Because OCD trumps arachnophobia.

The Fiance and I are headed to visit The Family, when suddenly it becomes quite evident that there is a SPIDER crawling across the sun visor, about 3 inches from my face, in the passenger seat.

A SPIDER. IN THE CAR. THREE INCHES FROM MY FACE. DAMMIT.

Seeing as though The Fiance is busy, you know, DRIVING down the freeway, he can't save me, so I must fend for myself. The horror. So, I just flip the visor up toward the windshield - and poof! - all gone. Can't see him anymore. Out of sight, out of mind. My nervous system was immediately at ease.

The drive continues.

And then itsy-bitsy, man-eating spider crawls from underneath the visor and heads across the windshield. Wise guy, eh? Sneaking out of my trap. However, I still felt mildly at ease, seeing as though the spider was headed to the DRIVER'S SIDE, and away from me and my heart-stopping fear of all creatures big and small with more than four legs. And especially ones with eight.

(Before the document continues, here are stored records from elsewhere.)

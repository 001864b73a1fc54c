use crate::error::{Error, Result};
use async_trait::async_trait;
use std::path::{Path, PathBuf};
use tokio::process::Command;
use tracing::{debug, info};

const UNIT_DIR: &str = "/etc/systemd/system";

/// Registration of the background sync service for one network.
#[async_trait]
pub trait DaemonManager: Send + Sync {
    async fn install(&self, network: &str) -> Result<()>;

    /// Removing a service that is not installed succeeds.
    async fn remove(&self, network: &str) -> Result<()>;

    async fn is_installed(&self, network: &str) -> Result<bool>;
}

/// One systemd unit per network running `meshnode daemon --network <name>`.
pub struct SystemdDaemon {
    unit_dir: PathBuf,
    executable: PathBuf,
    config_path: Option<PathBuf>,
}

impl SystemdDaemon {
    pub fn new(config_path: Option<PathBuf>) -> Result<Self> {
        Ok(Self {
            unit_dir: PathBuf::from(UNIT_DIR),
            executable: std::env::current_exe()?,
            config_path,
        })
    }

    fn unit_name(network: &str) -> String {
        format!("meshnode-{network}.service")
    }

    fn unit_path(&self, network: &str) -> PathBuf {
        self.unit_dir.join(Self::unit_name(network))
    }

    fn render_unit(&self, network: &str) -> String {
        let mut exec = format!("{} ", self.executable.display());
        if let Some(config) = &self.config_path {
            exec.push_str(&format!("--config {} ", config.display()));
        }
        exec.push_str(&format!("daemon --network {network}"));
        format!(
            "[Unit]\n\
             Description=meshnode sync for network {network}\n\
             Wants=network-online.target\n\
             After=network-online.target\n\
             \n\
             [Service]\n\
             Type=simple\n\
             ExecStart={exec}\n\
             Restart=on-failure\n\
             RestartSec=5\n\
             \n\
             [Install]\n\
             WantedBy=multi-user.target\n"
        )
    }
}

async fn systemctl(args: &[&str]) -> Result<()> {
    let output = Command::new("systemctl")
        .args(args)
        .output()
        .await
        .map_err(|err| Error::Daemon(format!("systemctl {}: {err}", args.join(" "))))?;
    if !output.status.success() {
        return Err(Error::Daemon(format!(
            "systemctl {} failed: {}",
            args.join(" "),
            String::from_utf8_lossy(&output.stderr).trim()
        )));
    }
    Ok(())
}

#[async_trait]
impl DaemonManager for SystemdDaemon {
    async fn install(&self, network: &str) -> Result<()> {
        let path = self.unit_path(network);
        std::fs::write(&path, self.render_unit(network))?;
        systemctl(&["daemon-reload"]).await?;
        systemctl(&["enable", "--now", &Self::unit_name(network)]).await?;
        info!(network, unit = %path.display(), "daemon installed");
        Ok(())
    }

    async fn remove(&self, network: &str) -> Result<()> {
        let path = self.unit_path(network);
        if !path.exists() {
            debug!(network, "no daemon unit to remove");
            return Ok(());
        }
        systemctl(&["disable", "--now", &Self::unit_name(network)]).await?;
        remove_if_exists(&path)?;
        systemctl(&["daemon-reload"]).await?;
        info!(network, "daemon removed");
        Ok(())
    }

    async fn is_installed(&self, network: &str) -> Result<bool> {
        Ok(self.unit_path(network).exists())
    }
}

fn remove_if_exists(path: &Path) -> Result<()> {
    match std::fs::remove_file(path) {
        Ok(()) => Ok(()),
        Err(err) if err.kind() == std::io::ErrorKind::NotFound => Ok(()),
        Err(err) => Err(err.into()),
    }
}

/// For hosts without systemd or runs with `daemon` disabled.
pub struct NoopDaemon;

#[async_trait]
impl DaemonManager for NoopDaemon {
    async fn install(&self, network: &str) -> Result<()> {
        debug!(network, "daemon management disabled, not installing");
        Ok(())
    }

    async fn remove(&self, _network: &str) -> Result<()> {
        Ok(())
    }

    async fn is_installed(&self, _network: &str) -> Result<bool> {
        Ok(false)
    }
}

/// systemd is running when its runtime directory exists.
pub fn systemd_available() -> bool {
    Path::new("/run/systemd/system").exists()
}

"Um, there's a spider on the windshield," The Fiance says, getting a little squirmy.

"I know."

"Get him off the windshield."

My response is something of a bewildered, Who, me? look of shock. A spider? Me? Get it off? The windshield? "No way."

Meanwhile, the spider begins to crawl along the door frame, HELLO, like 4 inches from The Fiance's left cheek. He's in control of the vehicle, holding steady at a good 72 mph. It's dark. And raining. And, ohmygod, a spider is about to be the death of us, which seems logical to me because the only reasonable way I see out of this situation is to send the vehicle careening into the ditch rather than my having to actually come into contact with said spider and save the day.

"You should probably just crash."

The Fiance, beginning to squirm just a bit more, yet still gripping the steering wheel, shot the idea down. And the spider? Getting closer still. Still panicking.

"Give me something to kill it with. Now." He's sounding urgent.

I, still mildly calm because, hi, Charlotte was spinning her web on HIS side of the car, not mine, began foraging my purse for a method of spider destruction.

Ah-ha! A receipt. We have been saved! My hand extends toward his, which is desperately seeking salvation, when, CRAP, I rip the receipt right back out of his greedy, spider-fearing palm.

"WAIT!" I shriek in panic, more so than the spider-induced panic. "I have to balance my checkbook first!"

Blink. Blink-blink.

If ever The Fiance is to rescind his offer of marriage, it is now. A spider, now about to suck out his brains, is looming in his presence while we're hauling down the freeway in a rainstorm, and I, with means of salvation, find it more important to write the $12.95 amount from my haircut receipt into my checkbook.

I search for a pen. Pretty, it's purple ink! Flip through the pages in my checkbook to the appropriate page, write in $12.95, do the math, balance my account, and put pen and check book back into my purse. Mom taught me well.

Blink. Blink-blink.

The Fiance still wants to end my short life.

"The receipt! Now!"

Oh, right.

He tears the receipt from my hand, squashes the spider and hurls the crumpled remains of my haircut purchase and the spider into the back seat. Problem solved.

The spider was gone. And more importantly, my checkbook was balanced.